The European Ombudsman, Mr. Jacob Söderman, has opened an own initiative inquiry into parental leave(1) in the EU institutions. The inquiry aims to ensure that EU officials enjoy the same right to parental leave as is guaranteed in the Member States. While Council Directive 96/34/EC and the Charter of Fundamental Rights proclaimed in Nice have guaranteed rights to parental leave in the Member States, the institutions have not yet introduced the same rights for their own officials. "The EU institutions' own internal rules should be adapted to ensure equality and to protect the rights of men, women and children," according to the Ombudsman.

The Commission has until 31 January 2002 to respond to the Ombudsman's inquiry.

Council Directive 96/34/EC foresees an individual right for both men and women to parental leave of at least three months on the grounds of the birth or adoption of a child. Article 33(2) of the Charter of Fundamental Rights foresees that "everyone shall have the right to........parental leave following the birth or adoption of a child."
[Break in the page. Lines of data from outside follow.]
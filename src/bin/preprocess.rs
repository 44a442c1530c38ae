//! preprocess - contrast enhancement and resize for training images

use anyhow::Result;
use clap::Parser;
use std::io::IsTerminal;
use std::path::{Path, PathBuf};

use parklot::preprocess::preprocess_dir;

#[path = "../ui.rs"]
mod ui;

#[derive(Parser, Debug)]
#[command(author, version, about)]
struct Args {
    /// Directory of images to preprocess.
    #[arg(long)]
    input: PathBuf,
    /// Output directory; defaults to `images_preprocessed` next to the
    /// input directory.
    #[arg(long)]
    output: Option<PathBuf>,
    /// UI mode for stderr progress (auto|plain|pretty)
    #[arg(long, default_value = "auto", value_name = "MODE")]
    ui: String,
}

fn main() -> Result<()> {
    env_logger::Builder::from_env(env_logger::Env::default().default_filter_or("info")).init();
    let args = Args::parse();
    let ui = ui::Ui::new(
        ui::UiMode::from_flag(&args.ui),
        std::io::stderr().is_terminal(),
    );

    let output = args.output.clone().unwrap_or_else(|| {
        args.input
            .parent()
            .unwrap_or(Path::new("."))
            .join("images_preprocessed")
    });

    let progress = ui.phase("preprocessing");
    let processed = preprocess_dir(&args.input, &output)?;
    progress.done(format!("✔ {} images written to {}", processed, output.display()));
    Ok(())
}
The existing Staff Regulations fall short of these standards in two areas, namely in the case of adoption and in terms of paternal leave. Although the Commission's Communication from October 2000, entitled "Family-related leave and flexible working arrangements", promised to address these shortcomings, no concrete proposals have yet been adopted for the EU institutions themselves.

The Ombudsman has informed the Commission that its delay in implementation is not acceptable. "It is now two years since Member States implemented Directive 96/34/EC on parental leave and almost one year since the Commission Communication was presented. Almost a year after the Nice Charter was proclaimed, all EU citizens should be enjoying the rights that it guarantees. If the EU institutions cannot even ensure that Community law is respected within their own internal organisations, then they cannot expect to gain the respect of their own staff, let alone the general public," he concluded.

 

For further information, please call Maria Engleson, Legal Officer, tel. +33 (0) 3 88 17 24 02.


(1) The term "parental leave" is used in the meaning of leave for parents, both men and women, to take care of their child or children. The term thus covers both maternity leave and paternity leave.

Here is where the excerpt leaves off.